Among the lines listed below, count those that include the string "InvalidRate", and state only the count.

+-------+

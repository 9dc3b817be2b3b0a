//! Error types for the swirl fluid solver.
//!
//! The solver itself has no recoverable-error surface: every buffer is
//! fixed-size and every index is derived from clamped coordinates. Errors
//! therefore only arise at the edges: building a grid from a bad
//! configuration, or handing the injection API values it cannot use.

use std::error::Error;
use std::fmt;

use crate::channel::ChannelId;

/// Errors detected while validating a grid configuration.
///
/// Returned by `FluidConfig::validate()` and `FluidGrid::new()`; a grid is
/// never constructed from a configuration that fails validation.
#[derive(Clone, Debug, PartialEq)]
pub enum ConfigError {
    /// Width or height is zero.
    EmptyGrid {
        /// Requested width.
        width: u32,
        /// Requested height.
        height: u32,
    },
    /// A dimension exceeds [`GridDims::MAX_DIM`](crate::GridDims::MAX_DIM).
    DimensionTooLarge {
        /// Which dimension (`"width"` or `"height"`).
        name: &'static str,
        /// The requested value.
        value: u32,
        /// The largest accepted value.
        max: u32,
    },
    /// The bordered cell count does not fit in `usize`.
    CellCountOverflow {
        /// Requested width.
        width: u32,
        /// Requested height.
        height: u32,
    },
    /// Diffusion rate or viscosity is negative or non-finite.
    InvalidRate {
        /// Which rate (`"diffusion"` or `"viscosity"`).
        name: &'static str,
        /// The invalid value.
        value: f32,
    },
    /// Time step is zero, negative, or non-finite.
    InvalidTimeStep {
        /// The invalid value.
        value: f32,
    },
    /// The relaxation solver was configured with zero sweeps.
    ZeroIterations,
    /// No scalar channels were configured.
    NoChannels,
    /// Two channels share the same name.
    DuplicateChannel {
        /// The repeated name.
        name: String,
    },
    /// A channel definition failed validation.
    InvalidChannel {
        /// Name of the offending channel.
        name: String,
        /// Description of the validation failure.
        reason: String,
    },
    /// A colour palette failed validation.
    InvalidPalette {
        /// Description of the validation failure.
        reason: String,
    },
}

impl fmt::Display for ConfigError {
    fn fmt(&self, f: &mut fmt::Formatter<'_>) -> fmt::Result {
        match self {
            Self::EmptyGrid { width, height } => {
                write!(f, "grid must have at least one cell, got {width}x{height}")
            }
            Self::DimensionTooLarge { name, value, max } => {
                write!(f, "{name} {value} exceeds maximum of {max}")
            }
            Self::CellCountOverflow { width, height } => {
                write!(f, "bordered cell count for {width}x{height} overflows usize")
            }
            Self::InvalidRate { name, value } => {
                write!(f, "{name} must be finite and >= 0, got {value}")
            }
            Self::InvalidTimeStep { value } => {
                write!(f, "dt must be finite and positive, got {value}")
            }
            Self::ZeroIterations => write!(f, "solver iterations must be at least 1"),
            Self::NoChannels => write!(f, "at least one scalar channel is required"),
            Self::DuplicateChannel { name } => {
                write!(f, "channel name '{name}' is used more than once")
            }
            Self::InvalidChannel { name, reason } => {
                write!(f, "invalid channel '{name}': {reason}")
            }
            Self::InvalidPalette { reason } => write!(f, "invalid palette: {reason}"),
        }
    }
}

impl Error for ConfigError {}

/// Errors from the injection API.
///
/// Out-of-range coordinates are not errors: stamps are clipped to the
/// interior and may simply cover no cells.
#[derive(Clone, Debug, PartialEq)]
pub enum InjectError {
    /// `inject_scalar` received a value count different from the channel count.
    ChannelCountMismatch {
        /// Number of configured channels.
        expected: usize,
        /// Number of values supplied.
        got: usize,
    },
    /// The channel id does not name a configured channel.
    UnknownChannel {
        /// The unknown id.
        channel: ChannelId,
    },
    /// An injected amount or velocity component is NaN or infinite.
    NonFinite {
        /// What was being injected.
        what: &'static str,
        /// The offending value.
        value: f32,
    },
}

impl fmt::Display for InjectError {
    fn fmt(&self, f: &mut fmt::Formatter<'_>) -> fmt::Result {
        match self {
            Self::ChannelCountMismatch { expected, got } => {
                write!(f, "expected {expected} channel values, got {got}")
            }
            Self::UnknownChannel { channel } => write!(f, "unknown channel {channel}"),
            Self::NonFinite { what, value } => {
                write!(f, "{what} must be finite, got {value}")
            }
        }
    }
}

impl Error for InjectError {}
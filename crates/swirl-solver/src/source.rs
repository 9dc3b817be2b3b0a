//! Source injection.

/// Add `source * dt` to every cell of `field`.
///
/// # Panics
///
/// Panics if the slices differ in length.
pub fn add_source(field: &mut [f32], source: &[f32], dt: f32) {
    assert_eq!(field.len(), source.len(), "field/source length mismatch");
    for (f, &s) in field.iter_mut().zip(source) {
        *f += s * dt;
    }
}
//! Pointer-driven ink strokes.

use swirl_core::InjectError;

use crate::grid::FluidGrid;
use crate::palette::Palette;

/// Velocity gain applied to the pointer delta.
pub const DEFAULT_GAIN: f32 = 2.0 / 50.0;

/// Palette phase advance per stroke point.
pub const DEFAULT_SPEED: f32 = 0.005;

/// Turns successive pointer positions into ink and velocity injections.
///
/// Positions are grid coordinates. Each point after the first pushes the
/// fluid along the pointer's motion; every point drops ink in the current
/// palette colour, which slowly cycles as the stroke continues.
#[derive(Clone, Debug)]
pub struct Brush {
    palette: Palette,
    gain: f32,
    speed: f32,
    phase: f32,
    last: Option<(f32, f32)>,
}

impl Brush {
    /// A brush cycling through `palette` with default gain and speed.
    pub fn new(palette: Palette) -> Self {
        Self {
            palette,
            gain: DEFAULT_GAIN,
            speed: DEFAULT_SPEED,
            phase: 0.0,
            last: None,
        }
    }

    /// Set the velocity gain.
    pub fn with_gain(mut self, gain: f32) -> Self {
        self.gain = gain;
        self
    }

    /// Set the palette phase advance per point.
    pub fn with_speed(mut self, speed: f32) -> Self {
        self.speed = speed;
        self
    }

    /// Current palette phase.
    pub fn phase(&self) -> f32 {
        self.phase
    }

    /// Whether a previous point is held.
    pub fn is_down(&self) -> bool {
        self.last.is_some()
    }

    /// Extend the stroke to `(x, y)`.
    ///
    /// # Errors
    ///
    /// Propagates [`InjectError`] from the grid, e.g. when the palette's
    /// component count differs from the grid's channel count. The brush
    /// state is left unchanged on error.
    pub fn stroke_to(&mut self, grid: &mut FluidGrid, x: f32, y: f32) -> Result<(), InjectError> {
        if let Some((px, py)) = self.last {
            grid.inject_velocity(x, y, None, (x - px) * self.gain, (y - py) * self.gain)?;
        }
        let phase = self.phase + self.speed;
        grid.inject_scalar(x, y, None, &self.palette.sample(phase))?;
        self.phase = phase;
        self.last = Some((x, y));
        Ok(())
    }

    /// End the stroke; the next point injects no velocity.
    pub fn lift(&mut self) {
        self.last = None;
    }
}

impl Default for Brush {
    fn default() -> Self {
        Self::new(Palette::pastel())
    }
}
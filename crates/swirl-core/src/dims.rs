//! Grid dimensions and the ghost-bordered flat index layout.

use crate::error::ConfigError;

/// Dimensions of a simulation grid.
///
/// A grid of `width * height` interior cells is stored with a one-cell
/// ghost border on every side, so every field buffer holds
/// `(width + 2) * (height + 2)` values laid out row-major:
///
/// ```text
/// index(x, y) = x + y * (width + 2)
///
///   x = 0          ghost column
///   x = 1..=width  interior
///   x = width + 1  ghost column
/// ```
///
/// and likewise for `y` with `height`.
///
/// # Examples
///
/// ```
/// use swirl_core::GridDims;
///
/// let dims = GridDims::new(4, 3).unwrap();
/// assert_eq!(dims.len(), 6 * 5);
/// assert_eq!(dims.index(1, 1), 7);
/// assert!(dims.is_interior(4, 3));
/// assert!(!dims.is_interior(5, 3));
/// ```
#[derive(Clone, Copy, Debug, PartialEq, Eq, Hash)]
pub struct GridDims {
    width: u32,
    height: u32,
}

impl GridDims {
    /// Largest accepted width or height.
    pub const MAX_DIM: u32 = 1 << 16;

    /// Create grid dimensions, rejecting empty or oversized grids.
    pub fn new(width: u32, height: u32) -> Result<Self, ConfigError> {
        if width == 0 || height == 0 {
            return Err(ConfigError::EmptyGrid { width, height });
        }
        if width > Self::MAX_DIM {
            return Err(ConfigError::DimensionTooLarge {
                name: "width",
                value: width,
                max: Self::MAX_DIM,
            });
        }
        if height > Self::MAX_DIM {
            return Err(ConfigError::DimensionTooLarge {
                name: "height",
                value: height,
                max: Self::MAX_DIM,
            });
        }
        (width as usize + 2)
            .checked_mul(height as usize + 2)
            .ok_or(ConfigError::CellCountOverflow { width, height })?;
        Ok(Self { width, height })
    }

    /// Number of interior columns.
    pub fn width(&self) -> usize {
        self.width as usize
    }

    /// Number of interior rows.
    pub fn height(&self) -> usize {
        self.height as usize
    }

    /// Row stride of the bordered layout (`width + 2`).
    #[inline]
    pub fn stride(&self) -> usize {
        self.width as usize + 2
    }

    /// Total bordered cell count, `(width + 2) * (height + 2)`.
    pub fn len(&self) -> usize {
        self.stride() * (self.height as usize + 2)
    }

    /// Always `false`: construction rejects empty grids.
    pub fn is_empty(&self) -> bool {
        false
    }

    /// Number of interior cells, `width * height`.
    pub fn area(&self) -> usize {
        self.width as usize * self.height as usize
    }

    /// Flat index of `(x, y)` in the bordered layout.
    #[inline]
    pub fn index(&self, x: usize, y: usize) -> usize {
        x + y * self.stride()
    }

    /// Whether `(x, y)` is an interior (non-ghost) cell.
    pub fn is_interior(&self, x: usize, y: usize) -> bool {
        (1..=self.width()).contains(&x) && (1..=self.height()).contains(&y)
    }
}
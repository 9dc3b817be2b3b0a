//! Cyclic colour gradients for ink injection.

use smallvec::SmallVec;
use swirl_core::ConfigError;

/// One colour stop: a component per channel.
pub type Stop = SmallVec<[f32; 4]>;

/// A cyclic list of colour stops sampled by a continuous phase.
///
/// Integer phases land exactly on stops; fractional phases interpolate
/// linearly toward the next stop, wrapping from the last back to the first.
///
/// # Examples
///
/// ```
/// use swirl_engine::Palette;
///
/// let p = Palette::new(vec![vec![0.0f32, 100.0], vec![10.0, 0.0]]).unwrap();
/// assert_eq!(p.sample(0.5).as_slice(), &[5.0, 50.0]);
/// assert_eq!(p.sample(1.0).as_slice(), &[10.0, 0.0]);
/// assert_eq!(p.sample(2.0).as_slice(), &[0.0, 100.0]);
/// ```
#[derive(Clone, Debug, PartialEq)]
pub struct Palette {
    stops: Vec<Stop>,
}

impl Palette {
    /// Build a palette from stops of equal, non-zero length.
    ///
    /// # Errors
    ///
    /// [`ConfigError::InvalidPalette`] for an empty list, empty stops,
    /// stops of unequal length, or non-finite components.
    pub fn new<S: AsRef<[f32]>>(stops: Vec<S>) -> Result<Self, ConfigError> {
        let Some(first) = stops.first() else {
            return Err(ConfigError::InvalidPalette {
                reason: "palette has no stops".to_string(),
            });
        };
        let width = first.as_ref().len();
        if width == 0 {
            return Err(ConfigError::InvalidPalette {
                reason: "stops have no components".to_string(),
            });
        }
        for (i, stop) in stops.iter().enumerate() {
            let stop = stop.as_ref();
            if stop.len() != width {
                return Err(ConfigError::InvalidPalette {
                    reason: format!("stop {i} has {} components, expected {width}", stop.len()),
                });
            }
            if stop.iter().any(|c| !c.is_finite()) {
                return Err(ConfigError::InvalidPalette {
                    reason: format!("stop {i} has a non-finite component"),
                });
            }
        }
        Ok(Self {
            stops: stops
                .iter()
                .map(|s| SmallVec::from_slice(s.as_ref()))
                .collect(),
        })
    }

    /// Light blue to light pink, for three colour channels.
    pub fn pastel() -> Self {
        Self {
            stops: vec![
                SmallVec::from_slice(&[191.0, 236.0, 255.0]),
                SmallVec::from_slice(&[255.0, 204.0, 234.0]),
            ],
        }
    }

    /// Number of stops.
    pub fn len(&self) -> usize {
        self.stops.len()
    }

    /// Always false; construction rejects empty palettes.
    pub fn is_empty(&self) -> bool {
        self.stops.is_empty()
    }

    /// Components per stop.
    pub fn components(&self) -> usize {
        self.stops[0].len()
    }

    /// Colour at phase `t`, each component rounded to the nearest integer.
    ///
    /// Halves round up toward positive infinity (`-2.5` becomes `-2.0`),
    /// unlike [`f32::round`], which rounds them away from zero.
    ///
    /// Negative phases wrap. A non-finite phase samples the first stop.
    pub fn sample(&self, t: f32) -> Stop {
        let t = if t.is_finite() { t } else { 0.0 };
        let n = self.stops.len() as i64;
        let base = t.floor();
        let idx = (base as i64).rem_euclid(n) as usize;
        let next = (idx + 1) % self.stops.len();
        let f = t - base;
        self.stops[idx]
            .iter()
            .zip(&self.stops[next])
            .map(|(&a, &b)| (a + (b - a) * f + 0.5).floor())
            .collect()
    }
}
// SPDX-License-Identifier: GPL-3.0-only
// Decorative overlay assets composited onto captured photos

//! Overlay assets
//!
//! Two kinds of decoration are composited over the captured video layer: a
//! frame stretched across the whole output, and a logo scaled to a fraction
//! of the output width in a corner. Assets load from image files on disk;
//! a missing or unreadable asset is skipped so capture still works.

use crate::constants::capture;
use image::RgbaImage;
use std::path::{Path, PathBuf};
use tracing::{debug, warn};

/// Where an overlay is drawn on the output raster
#[derive(Debug, Clone, Copy, PartialEq)]
pub enum OverlayPlacement {
    /// Stretched across the entire output
    FullBleed,
    /// Scaled to a fraction of the output width (aspect preserved) and
    /// anchored at a fixed pixel offset from the top-left corner
    Anchored {
        offset: (f32, f32),
        width_fraction: f32,
    },
}

/// A decoded overlay image with its placement
#[derive(Debug, Clone)]
pub struct OverlayAsset {
    pub placement: OverlayPlacement,
    pub image: RgbaImage,
}

impl OverlayAsset {
    /// Load a full-bleed frame overlay from disk
    pub async fn frame(path: &Path) -> Result<Self, String> {
        let image = load_image(path).await?;
        Ok(Self {
            placement: OverlayPlacement::FullBleed,
            image,
        })
    }

    /// Load an anchored logo overlay from disk
    pub async fn logo(path: &Path) -> Result<Self, String> {
        let image = load_image(path).await?;
        Ok(Self {
            placement: OverlayPlacement::Anchored {
                offset: capture::LOGO_OFFSET,
                width_fraction: capture::LOGO_WIDTH_FRACTION,
            },
            image,
        })
    }

    /// Wrap an already decoded image (used by tests)
    pub fn from_image(image: RgbaImage, placement: OverlayPlacement) -> Self {
        Self { placement, image }
    }
}

/// The overlays applied to every capture
#[derive(Debug, Clone, Default)]
pub struct OverlaySet {
    pub frame: Option<OverlayAsset>,
    pub logo: Option<OverlayAsset>,
}

impl OverlaySet {
    /// Load the configured overlays, skipping any that fail
    pub async fn load(frame_path: Option<&PathBuf>, logo_path: Option<&PathBuf>) -> Self {
        let frame_future = async {
            match frame_path {
                Some(path) => match OverlayAsset::frame(path).await {
                    Ok(asset) => {
                        debug!(path = %path.display(), "Frame overlay loaded");
                        Some(asset)
                    }
                    Err(e) => {
                        warn!(path = %path.display(), error = %e, "Skipping frame overlay");
                        None
                    }
                },
                None => None,
            }
        };
        let logo_future = async {
            match logo_path {
                Some(path) => match OverlayAsset::logo(path).await {
                    Ok(asset) => {
                        debug!(path = %path.display(), "Logo overlay loaded");
                        Some(asset)
                    }
                    Err(e) => {
                        warn!(path = %path.display(), error = %e, "Skipping logo overlay");
                        None
                    }
                },
                None => None,
            }
        };

        let (frame, logo) = futures::join!(frame_future, logo_future);
        Self { frame, logo }
    }

    pub fn is_empty(&self) -> bool {
        self.frame.is_none() && self.logo.is_none()
    }
}

/// Read and decode an image file into RGBA
async fn load_image(path: &Path) -> Result<RgbaImage, String> {
    let bytes = tokio::fs::read(path)
        .await
        .map_err(|e| format!("cannot read {}: {}", path.display(), e))?;
    tokio::task::spawn_blocking(move || {
        image::load_from_memory(&bytes)
            .map(|decoded| decoded.to_rgba8())
            .map_err(|e| format!("cannot decode overlay: {}", e))
    })
    .await
    .map_err(|e| format!("overlay decode task failed: {}", e))?
}

#[cfg(test)]
mod tests {
    use super::*;

    #[tokio::test]
    async fn test_missing_overlays_are_skipped() {
        let set = OverlaySet::load(
            Some(&PathBuf::from("/nonexistent/frame.png")),
            Some(&PathBuf::from("/nonexistent/logo.png")),
        )
        .await;
        assert!(set.frame.is_none());
        assert!(set.logo.is_none());
        assert!(set.is_empty());
    }

    #[tokio::test]
    async fn test_unconfigured_overlays() {
        let set = OverlaySet::load(None, None).await;
        assert!(set.is_empty());
    }

    #[test]
    fn test_logo_placement_constants() {
        let asset = OverlayAsset::from_image(
            RgbaImage::new(4, 4),
            OverlayPlacement::Anchored {
                offset: capture::LOGO_OFFSET,
                width_fraction: capture::LOGO_WIDTH_FRACTION,
            },
        );
        match asset.placement {
            OverlayPlacement::Anchored { width_fraction, .. } => {
                assert!(width_fraction > 0.0 && width_fraction < 1.0);
            }
            _ => panic!("logo should be anchored"),
        }
    }
}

+-------+

Problem solution => 2